When asked to identify contextual factors that hinder learning novices described specific issues such as time, not enough in-service education sessions, and low staffing. Conversely, experts identified systematic issues such as politics, resources, and organizational structure. For example, one expert described how her agency was split into three specialty areas for service provision. She felt that this hindered learning because staff only learned the specialty, had a very narrow focus, and "there was no cross-over".
Conclusions and Implications
This study has implications for learning needs assessment and program planning within continuing professional education and staff development. First, educators need to expand their view of traditional learning needs assessment and incorporate more diagnostic skills. Educators need to be able to assess the learning needs of their audience, as well as, their career stage. Within the assessment of career stage development, educators could include an assessment of learning processes used by professionals at various career stages. A clear assessment and diagnosis of the learning processes that professionals are using has the potential to allow the educator to facilitate learning in a more individual fashion.

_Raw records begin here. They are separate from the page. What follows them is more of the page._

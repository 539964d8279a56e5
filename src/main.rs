use std::sync::Arc;
use tickwatch::config::Config;
use tickwatch::services::{
    BroadcastAlertSink, CredentialProvider, InterestRegistry, JobCoordinator, Monitor,
    PacedBatch, PriceCache, PriceRefreshJob, ScreeningEngine, ScreeningJob, SignalDetector,
    SqliteStore, StaticCredentials, StorageBackend, ValuationRefreshJob,
};
use tickwatch::sources::{KisRealtimeClient, KisRestClient, SubscriptionManager};
use tokio::sync::{broadcast, mpsc};
use tracing::{error, info, warn};
use tracing_subscriber::{layer::SubscriberExt, util::SubscriberInitExt};

/// Jobs named with `--trigger <name>` run once right after startup.
fn startup_triggers() -> Vec<String> {
    let args: Vec<String> = std::env::args().skip(1).collect();
    args.windows(2)
        .filter(|pair| pair[0] == "--trigger")
        .map(|pair| pair[1].clone())
        .collect()
}

#[tokio::main]
async fn main() -> anyhow::Result<()> {
    // Load environment variables
    dotenvy::dotenv().ok();

    // Initialize tracing
    tracing_subscriber::registry()
        .with(
            tracing_subscriber::EnvFilter::try_from_default_env()
                .unwrap_or_else(|_| "tickwatch=debug".into()),
        )
        .with(tracing_subscriber::fmt::layer())
        .init();

    // Missing credentials or bad settings stop the process here
    let config = Config::from_env()?;
    info!("Starting tickwatch for {}", config.screening.market);

    let store = Arc::new(SqliteStore::new(&config.database_path)?);
    let storage: Arc<dyn StorageBackend> = store.clone();
    let credentials: Arc<dyn CredentialProvider> = Arc::new(StaticCredentials::new(
        config.approval_key.clone(),
        config.access_token.clone(),
    ));

    // Hydrate the cache from the last screened set
    let cache = PriceCache::new(storage.clone(), config.cache.clone());
    let screened: Vec<String> = match storage.read_screened_set().await {
        Ok(set) => set.into_iter().map(|s| s.instrument_id).collect(),
        Err(e) => {
            warn!("Could not read screened set, starting empty: {}", e);
            Vec::new()
        }
    };
    let hydration = cache.hydrate(&screened).await;
    info!(
        "Hydrated {} instruments ({} failed)",
        hydration.loaded.len(),
        hydration.failed.len()
    );

    let (shutdown_tx, _) = broadcast::channel::<()>(1);

    // Realtime ticks -> cache -> detector
    let (tick_tx, tick_rx) = mpsc::channel(config.cache.tick_channel_capacity);
    tokio::spawn(cache.clone().run_tick_pump(tick_rx, shutdown_tx.subscribe()));

    let alerts = Arc::new(BroadcastAlertSink::new(256));
    let detector = SignalDetector::new(
        cache.clone(),
        storage.clone(),
        alerts.clone(),
        config.indicators.clone(),
        config.signals.restart_policy,
    );
    tokio::spawn(detector.run(cache.subscribe(), shutdown_tx.subscribe()));

    // Log alerts until a real listener (push gateway) attaches
    let mut alert_rx = alerts.subscribe();
    tokio::spawn(async move {
        while let Ok(event) = alert_rx.recv().await {
            info!(
                "ALERT {} {} price={:.2}",
                event.instrument_id, event.kind, event.payload.price
            );
        }
    });

    let client = KisRealtimeClient::new(config.venue.clone(), credentials.clone(), tick_tx);
    client.connect().await?;
    let feed: Arc<dyn SubscriptionManager> = client.clone();

    let interests = Arc::new(InterestRegistry::new());

    // Recurring jobs
    let jobs = JobCoordinator::new(config.venue.utc_offset);
    let engine = ScreeningEngine::new(
        store.clone(),
        storage.clone(),
        cache.clone(),
        config.screening.clone(),
        config.indicators.clone(),
    );
    jobs.register(
        Arc::new(ScreeningJob::new(
            engine,
            cache.clone(),
            feed.clone(),
            interests.clone(),
        )),
        &config.jobs.screening,
    );
    jobs.register(
        Arc::new(PriceRefreshJob::new(
            Arc::new(KisRestClient::new(config.venue.clone(), credentials.clone())),
            storage.clone(),
            cache.clone(),
            interests.clone(),
            PacedBatch::new(config.batch.clone()),
        )),
        &config.jobs.price_refresh,
    );
    jobs.register(
        Arc::new(ValuationRefreshJob::new(
            storage.clone(),
            cache.clone(),
            interests.clone(),
        )),
        &config.jobs.valuation_refresh,
    );
    let schedulers = jobs.start();

    // Registers the screened set now, and again after every reconnect
    let monitor = Arc::new(Monitor::new(
        cache.clone(),
        storage.clone(),
        feed,
        interests,
        jobs.clone(),
    ));
    tokio::spawn(
        monitor
            .clone()
            .run_subscription_sync(client.watch_state(), shutdown_tx.subscribe()),
    );
    for name in startup_triggers() {
        let outcome = monitor.trigger_job(&name).await;
        info!("Startup trigger {}: {:?}", name, outcome);
    }

    tokio::signal::ctrl_c().await?;
    info!("Shutting down");

    jobs.shutdown();
    client.shutdown();
    let _ = shutdown_tx.send(());
    for handle in schedulers {
        if let Err(e) = handle.await {
            error!("Scheduler task ended abnormally: {}", e);
        }
    }

    Ok(())
}
//! Relative Strength Index (RSI) indicator.

use crate::types::{Reading, RsiResult, RsiState};

/// Default overbought bound.
pub const OVERBOUGHT: f64 = 70.0;
/// Default oversold bound.
pub const OVERSOLD: f64 = 30.0;

/// RSI with Wilder smoothing over `period` intervals and the default 70/30 bounds.
///
/// Measures momentum by comparing the magnitude of recent gains to recent losses.
/// Values range from 0-100:
/// - 30 or below: Oversold
/// - 70 or above: Overbought
pub fn rsi(closes: &[f64], period: usize) -> Reading<RsiResult> {
    rsi_with_bounds(closes, period, OVERBOUGHT, OVERSOLD)
}

/// RSI classified against custom bounds.
pub fn rsi_with_bounds(
    closes: &[f64],
    period: usize,
    overbought: f64,
    oversold: f64,
) -> Reading<RsiResult> {
    match rsi_value(closes, period) {
        Some(value) => Reading::Value(RsiResult {
            value,
            state: RsiState::classify(value, overbought, oversold),
        }),
        None => Reading::InsufficientData {
            needed: period + 1,
            available: closes.len(),
        },
    }
}

/// Raw RSI value, or `None` with fewer than `period + 1` points.
pub fn rsi_value(closes: &[f64], period: usize) -> Option<f64> {
    if period == 0 || closes.len() < period + 1 {
        return None;
    }

    let mut gains = Vec::with_capacity(closes.len() - 1);
    let mut losses = Vec::with_capacity(closes.len() - 1);

    for pair in closes.windows(2) {
        let change = pair[1] - pair[0];
        if change > 0.0 {
            gains.push(change);
            losses.push(0.0);
        } else {
            gains.push(0.0);
            losses.push(-change);
        }
    }

    // Seed with simple averages over the first period
    let mut avg_gain: f64 = gains.iter().take(period).sum::<f64>() / period as f64;
    let mut avg_loss: f64 = losses.iter().take(period).sum::<f64>() / period as f64;

    // Wilder smoothing for the remainder
    for i in period..gains.len() {
        avg_gain = (avg_gain * (period - 1) as f64 + gains[i]) / period as f64;
        avg_loss = (avg_loss * (period - 1) as f64 + losses[i]) / period as f64;
    }

    if avg_loss == 0.0 {
        // Flat series has no momentum either way
        if avg_gain == 0.0 {
            return Some(50.0);
        }
        return Some(100.0);
    }

    let rs = avg_gain / avg_loss;
    Some(100.0 - (100.0 / (1.0 + rs)))
}

#[cfg(test)]
mod tests {
    use super::*;

    fn rising(count: usize) -> Vec<f64> {
        (0..count).map(|i| 100.0 + i as f64 * 1.5).collect()
    }

    fn falling(count: usize) -> Vec<f64> {
        (0..count).map(|i| 200.0 - i as f64 * 1.5).collect()
    }

    #[test]
    fn test_rsi_insufficient_data() {
        let result = rsi(&rising(14), 14);
        assert_eq!(
            result,
            Reading::InsufficientData {
                needed: 15,
                available: 14
            }
        );
        assert!(result.value().is_none());
    }

    #[test]
    fn test_rsi_minimum_length_is_enough() {
        assert!(rsi(&rising(15), 14).is_ready());
    }

    #[test]
    fn test_rsi_rising_series_is_overbought() {
        let result = rsi(&rising(50), 14).into_value().unwrap();
        assert_eq!(result.value, 100.0);
        assert_eq!(result.state, RsiState::Overbought);
    }

    #[test]
    fn test_rsi_falling_series_is_oversold() {
        let result = rsi(&falling(50), 14).into_value().unwrap();
        assert_eq!(result.value, 0.0);
        assert_eq!(result.state, RsiState::Oversold);
    }

    #[test]
    fn test_rsi_flat_series_is_neutral() {
        let result = rsi(&[10.0; 30], 14).into_value().unwrap();
        assert_eq!(result.value, 50.0);
        assert_eq!(result.state, RsiState::Neutral);
    }

    #[test]
    fn test_rsi_value_range() {
        let closes: Vec<f64> = (0..60)
            .map(|i| 100.0 + ((i as f64) * 0.7).sin() * 5.0)
            .collect();
        let value = rsi_value(&closes, 14).unwrap();
        assert!((0.0..=100.0).contains(&value));
    }

    #[test]
    fn test_rsi_bounds_are_inclusive() {
        assert_eq!(RsiState::classify(70.0, 70.0, 30.0), RsiState::Overbought);
        assert_eq!(RsiState::classify(30.0, 70.0, 30.0), RsiState::Oversold);
        assert_eq!(RsiState::classify(69.99, 70.0, 30.0), RsiState::Neutral);
    }

    #[test]
    fn test_rsi_zero_period() {
        assert!(!rsi(&rising(20), 0).is_ready());
    }

    #[test]
    fn test_rsi_custom_period() {
        assert!(rsi(&rising(8), 7).is_ready());
        assert!(!rsi(&rising(7), 7).is_ready());
    }
}
//! Tickwatch - realtime equity monitoring, signal detection and watch-list screening

pub mod config;
pub mod error;
pub mod services;
pub mod sources;
pub mod types;

pub use config::Config;
pub use error::{AppError, Result};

Second, educators need to recognize that novices learn in a contingent fashion and that this type of learning is a natural process linked directly to their stage of career development. Educators can support novice learning by simply providing information, helping the novice set learning priorities and supporting the novice during the time that they feel overwhelmed and fearful.
Third, educators need to adapt to the constructivist learning processes of experts. Educators need to provide avenues for experts to search out information, support the informal learning process they develop, and encourage dialogue around clinical cases. However, because experts ground their learning in client needs and the context of practice, the dialogue around cases needs to be grounded in "real" practice examples of the experts involved, not the decontexturalized case studies that are often used in continuing education programs.
Finally, educators can work to decrease factors that hinder learning and to support factors that facilitate learning. By combining the novices description of specific factors hindering learning with the experts description of systematic issues that hinder learning, educators can work toward broad based organizational change. The experts understanding of complex systematic issues within organizations and the impact of those systematic issues on the learning of individuals can be a rich resource for educators. Additionally, educators can continue to develop the formal learning opportunities used by novices, while expanding the informal learning opportunities used by experts.
In summary, the findings of this study indicated that the learning processes underlying the novice to expert continuum of professional development will require educators to be flexible, adaptable, and to develop the ability to facilitate learning by using a wide variety of methods. This study provides educators with information on how to foster contingent learning for novices and constructivist learning for experts.